Environmentalists are urging Gov. Rick Scott to veto legislation that would allow developers to pump treated wastewater into the Floridan aquifer, the source of most of the state's drinking water.

  • HB 1149 passed both Florida House and Senate
  • Critics point out treated wastewater still contains dangers
  • Scott has until end of week to act on bill

The measure (HB 1149) reached the governor's desk Monday on the heels of swift passage by the state House and Senate. Supporters have billed it as an environmentally responsible way of spurring growth in parts of the state where traditional supplies of water are hard to come by.

But critics warn that allowing developers to replace aquifer water with treated wastewater could lead to environmental calamities. Despite being filtered, treated wastewater often still contains relatively high levels of nutrients that have been found to cause algae blooms. 

In addition, some remnants of human waste - including antibiotics and antidepressants - can't be fully removed, either.

"You're using the water, what we all depend on, and you're discussing tainting that with treated water," said Trimmel Gomes, an environmental policy consultant. "Once you open this can, you can't close it back. You're pumping that treated water into our underground aquifer, what we all depend on."

While Scott has generally been a pro-development chief executive - going so far as to dismantle the state's growth management agency shortly after taking office in 2011 - he has also shown a green streak, securing increased funding for environmental protection. In January, Scott announced an agreement in principle with Energy Secretary Ryan Zinke to remove Florida from the federal government's list of states under consideration for coastal oil drilling.

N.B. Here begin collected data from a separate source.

//! Error taxonomy for the query engine.
//!
//! Request-scoped errors ([ValidationError], [GuardrailViolation], [DataStoreError])
//! are converted into GraphQL errors carrying an `extensions.code`. Their messages
//! only ever mention GraphQL-level names; table names, column names and SQL text
//! are logged, never returned.
//!
//! [ConfigurationError] is fatal and only produced while the service starts.

use std::sync::Arc;
use std::time::Duration;

use async_graphql::{ErrorExtensions, Pos, ServerError};

/// `extensions.code` of [EngineError::Validation], also given to errors the
/// GraphQL executor raises while parsing or validating a document.
pub const VALIDATION_ERROR_CODE: &str = "VALIDATION_ERROR";

/// A query referenced something the schema does not define, or used it illegally.
#[derive(Debug, Clone, PartialEq, Eq, thiserror::Error)]
pub enum ValidationError {
    #[error("Type `{0}` is not defined")]
    UnknownEntity(String),

    #[error("Field `{field}` is not defined on `{entity}`")]
    UnknownField { entity: String, field: String },

    #[error("`where` argument for `{entity}` must be an object")]
    FilterNotObject { entity: String },

    #[error("`{key}` is not a filter on `{entity}`")]
    UnknownFilter { entity: String, key: String },

    #[error("Filter `{key}` expects {expected}")]
    InvalidFilterValue { key: String, expected: &'static str },

    #[error("Filter `{key}` does not accept null")]
    NullNotAllowed { key: String },

    #[error("`or` filter on `{entity}` requires at least one condition")]
    EmptyOr { entity: String },

    #[error("`{field}` is not a sortable field of `{entity}`")]
    InvalidOrderBy { entity: String, field: String },

    #[error("`orderDirection` must be `asc` or `desc`")]
    InvalidOrderDirection,

    #[error("`{argument}` must be a non-negative integer")]
    InvalidPaginationArgument { argument: &'static str },

    #[error("The `first` argument must be between 0 and {max}, but is {requested}")]
    FirstTooLarge { requested: i64, max: i64 },

    #[error("The `skip` argument must be between 0 and {max}, but is {requested}")]
    SkipTooLarge { requested: i64, max: i64 },
}

/// Which structural limit a query document exceeded.
#[derive(Debug, Clone, Copy, PartialEq, Eq)]
pub enum GuardrailKind {
    Depth,
    Aliases,
    Tokens,
}

impl std::fmt::Display for GuardrailKind {
    fn fmt(&self, f: &mut std::fmt::Formatter<'_>) -> std::fmt::Result {
        f.write_str(match self {
            GuardrailKind::Depth => "selection depth",
            GuardrailKind::Aliases => "alias count",
            GuardrailKind::Tokens => "token count",
        })
    }
}

/// A query document exceeded a configured structural limit.
#[derive(Debug, Clone, PartialEq, Eq, thiserror::Error)]
#[error("Query {kind} exceeds the maximum of {max} (found {actual})")]
pub struct GuardrailViolation {
    pub kind: GuardrailKind,
    pub actual: usize,
    pub max: usize,
}

/// Failure talking to the relational store.
#[derive(Debug, Clone, thiserror::Error)]
pub enum DataStoreError {
    #[error("Failed to load data from the store")]
    Query(#[source] Arc<sqlx::Error>),

    #[error("Relation fetch was interrupted before it completed")]
    Interrupted,
}

impl From<sqlx::Error> for DataStoreError {
    fn from(error: sqlx::Error) -> Self {
        DataStoreError::Query(Arc::new(error))
    }
}

/// Startup-time schema/store mismatch. The service must not accept traffic.
#[derive(Debug, thiserror::Error)]
pub enum ConfigurationError {
    #[error("entity `{0}` is declared more than once")]
    DuplicateEntity(String),

    #[error("root field `{field}` is produced by more than one entity")]
    DuplicateRootField { field: String },

    #[error("entity `{entity}` has no backing table")]
    MissingTable { entity: String },

    #[error("field `{entity}.{field}` has no column mapping")]
    MissingColumn { entity: String, field: String },

    #[error("entity `{entity}` declares `{field}` more than once")]
    DuplicateField { entity: String, field: String },

    #[error("entity `{entity}` must declare a non-null `id` field")]
    MissingPrimaryKey { entity: String },

    #[error("relation `{entity}.{relation}` targets unknown entity `{target}`")]
    UnknownRelationTarget {
        entity: String,
        relation: String,
        target: String,
    },

    #[error("relation `{entity}.{relation}` is invalid: {reason}")]
    InvalidRelation {
        entity: String,
        relation: String,
        reason: String,
    },

    #[error("filter key `{key}` on `{entity}` is ambiguous")]
    AmbiguousFilterKey { entity: String, key: String },

    #[error("`{name}` on `{entity}` is a reserved name")]
    ReservedName { entity: String, name: String },

    #[error("table `{table}` for entity `{entity}` does not exist in the store")]
    TableNotInStore { entity: String, table: String },

    #[error("column `{table}.{column}` for `{entity}.{field}` does not exist in the store")]
    ColumnNotInStore {
        entity: String,
        field: String,
        table: String,
        column: String,
    },

    #[error("GraphQL schema could not be built: {0}")]
    Schema(String),

    #[error("store introspection failed: {0}")]
    Store(#[from] sqlx::Error),
}

/// Any request-scoped failure surfaced to a client.
#[derive(Debug, Clone, thiserror::Error)]
pub enum EngineError {
    #[error(transparent)]
    Validation(#[from] ValidationError),

    #[error(transparent)]
    Guardrail(#[from] GuardrailViolation),

    #[error(transparent)]
    DataStore(#[from] DataStoreError),

    #[error("Request did not complete within {}ms", .0.as_millis())]
    Timeout(Duration),
}

impl EngineError {
    /// Stable machine-readable code placed in `extensions.code`.
    pub fn code(&self) -> &'static str {
        match self {
            EngineError::Validation(_) => VALIDATION_ERROR_CODE,
            EngineError::Guardrail(_) => "GUARDRAIL_VIOLATION",
            EngineError::DataStore(_) => "DATA_STORE_ERROR",
            EngineError::Timeout(_) => "TIMEOUT",
        }
    }

    /// Error for failures that are not tied to a position in the document.
    pub fn into_server_error(self) -> ServerError {
        self.extend().into_server_error(Pos::default())
    }
}

impl ErrorExtensions for EngineError {
    fn extend(&self) -> async_graphql::Error {
        let code = self.code();
        async_graphql::Error::new(self.to_string()).extend_with(|_, e| e.set("code", code))
    }
}

impl ErrorExtensions for ValidationError {
    fn extend(&self) -> async_graphql::Error {
        EngineError::from(self.clone()).extend()
    }
}

impl ErrorExtensions for DataStoreError {
    fn extend(&self) -> async_graphql::Error {
        EngineError::from(self.clone()).extend()
    }
}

While the agreement has been largely dismissed as devoid of legal standing, it was seen as another step by Scott to appeal to conservation-minded voters as he prepares for a likely campaign to unseat Democratic U.S. Sen. Bill Nelson.

"We can continue to make sure this is the state that people want to continue to travel to, they want to live in, because we have the most pristine environment in the world," Scott said at the time.

As a result, environmentalists are now hoping the governor will be inclined to block the wastewater legislation, which they've less-than-affectionately dubbed 'toilet to tap.'

"It would contradict all the work that has been done on springs protection," Gomes said.